A idade média dos pacientes foi de 61,5 anos. Pouco mais da metade dos pacientes era do sexo masculino e quase 90% apresentavam diabetes tipo 1 com duração média de 13 anos. Cerca de 40% dos pacientes usava insulina isoladamente ou em conjunto com antidiabéticos orais. A HbA1c e LDL-c médios eram 7,5% e 87mg/dL, respectivamente. Os escores de cálcio encontrados na população foram 35,6% entre 0 e 10, 23,7% entre 10 e 100 e 40,7% > 100. Em relação à estenose coronária, os valores foram de 31,3% com coronárias normais, 46,1% com lesões leves, 11,9% com estenoses moderadas e 10,7% com graves. A partir desses resultados, 29,9% dos pacientes no grupo angioCT receberam tratamento padrão e os restantes tratamento agressivo. No grupo angioCT, um número maior de pacientes foi submetido a testes provocadores de isquemia (29,4% vs. 19,9%) e cinecoronariografia (13,3% vs. 5,1%) com intervenção percutânea (6,0% vs. 1,8%) e revascularização miocárdica (2,9% vs. 1,3%) em relação ao grupo conservador. A despeito de um controle mais adequado dos fatores de risco no grupo submetido a angioCT coronária, a meta primária foi alcançada por 7,6% (1,9% aa) no grupo conservador ou controle e 6,2% (1,6% aa) no grupo tomografia (HR 0,80; IC95% 0,49-1,32: P=0,38) ao final de 4 anos de seguimento. Nenhum desfecho secundário ou componente da meta primária mostrou diferença entre os grupos, exceto por internações por insuficiência cardíaca (2,2% vs. 0,7%; HR 0,26; IC95% 0,07-0,94; P=0,04).

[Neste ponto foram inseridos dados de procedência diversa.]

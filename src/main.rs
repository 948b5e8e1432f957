fn main() {
    volo_prompts::app::cli::run();
}
//! Prompt settings loaded from an optional TOML file.

use serde::{Deserialize, Serialize};
use url::Url;

use crate::domain::AppError;

/// Settings file contents. Every field has a default, so an empty file is valid.
#[derive(Debug, Clone, Default, PartialEq, Eq, Serialize, Deserialize)]
#[serde(deny_unknown_fields)]
pub struct PromptSettings {
    /// Documentation mirror configuration.
    #[serde(default)]
    pub mirror: MirrorSettings,
}

impl PromptSettings {
    pub fn validate(&self) -> Result<(), AppError> {
        self.mirror.validate()
    }
}

/// Where the audited project's documentation lives and how mirrors are named.
#[derive(Debug, Clone, PartialEq, Eq, Serialize, Deserialize)]
#[serde(deny_unknown_fields)]
pub struct MirrorSettings {
    /// Documentation host.
    #[serde(default = "default_host")]
    pub host: String,
    /// Canonical `owner/repo` path on the host.
    #[serde(default = "default_source_repo")]
    pub source_repo: String,
    /// Organisation hosting the numbered mirrors.
    #[serde(default = "default_org")]
    pub org: String,
    /// Repository name the mirror suffix is appended to.
    #[serde(default = "default_repo_name")]
    pub repo_name: String,
    /// Number of mirrors in rotation.
    #[serde(default = "default_max_index")]
    pub max_index: u32,
}

impl Default for MirrorSettings {
    fn default() -> Self {
        Self {
            host: default_host(),
            source_repo: default_source_repo(),
            org: default_org(),
            repo_name: default_repo_name(),
            max_index: default_max_index(),
        }
    }
}

impl MirrorSettings {
    pub fn validate(&self) -> Result<(), AppError> {
        if self.max_index == 0 {
            return Err(AppError::InvalidConfig("mirror.max_index must be greater than 0".into()));
        }
        if self.max_index > 999 {
            return Err(AppError::InvalidConfig(
                "mirror.max_index must fit in a three-digit suffix (<= 999)".into(),
            ));
        }
        let host = self.host_url()?;
        if host.cannot_be_a_base() {
            return Err(AppError::InvalidConfig(format!(
                "mirror.host '{}' cannot be used as a base URL",
                self.host
            )));
        }
        for (field, value) in [
            ("mirror.source_repo", &self.source_repo),
            ("mirror.org", &self.org),
            ("mirror.repo_name", &self.repo_name),
        ] {
            if value.trim().is_empty() {
                return Err(AppError::InvalidConfig(format!("{} must not be empty", field)));
            }
        }
        Ok(())
    }

    pub fn host_url(&self) -> Result<Url, AppError> {
        Url::parse(&self.host).map_err(|err| {
            AppError::InvalidConfig(format!("mirror.host '{}' is not a valid URL: {}", self.host, err))
        })
    }
}

fn default_host() -> String {
    "https://deepwiki.com".to_string()
}

fn default_source_repo() -> String {
    "Sui-Volo/volo-smart-contracts".to_string()
}

fn default_org() -> String {
    "grass-dev-pa".to_string()
}

fn default_repo_name() -> String {
    "volo-smart-contracts".to_string()
}

fn default_max_index() -> u32 {
    30
}

/// Parse settings from TOML content and validate them.
pub fn parse_settings(content: &str) -> Result<PromptSettings, AppError> {
    let settings: PromptSettings = toml::from_str(content)?;
    settings.validate()?;
    Ok(settings)
}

Em conclusão, em pacientes assintomáticos com diabetes tipo 1 ou tipo 2, a avaliação de DAC por angioCT de coronárias não reduziu a incidência do desfecho primário mortalidade por todas as causas, infarto do miocárdio não-fatal ou hospitalização por angina instável a despeito de um controle mais adequado de fatores de risco e do uso de mais procedimentos. Esses achados não dão suporte ao uso rotineiro de angioCT de coronárias nesse grupo de pacientes. Não se deve desconsiderar, no entanto, que as meta estabelecida no estudo FACTOR-64 de redução de 40% dos desfechos clínicos foi bastante ambiciosa. O desenvolvimento de um estudo dirigido por eventos, uma vez que a taxa de complicações foi muito baixa nesse estudo (<2% aa), poderia certamente demonstrar um resultado mais favorável à abordagem mais agressiva.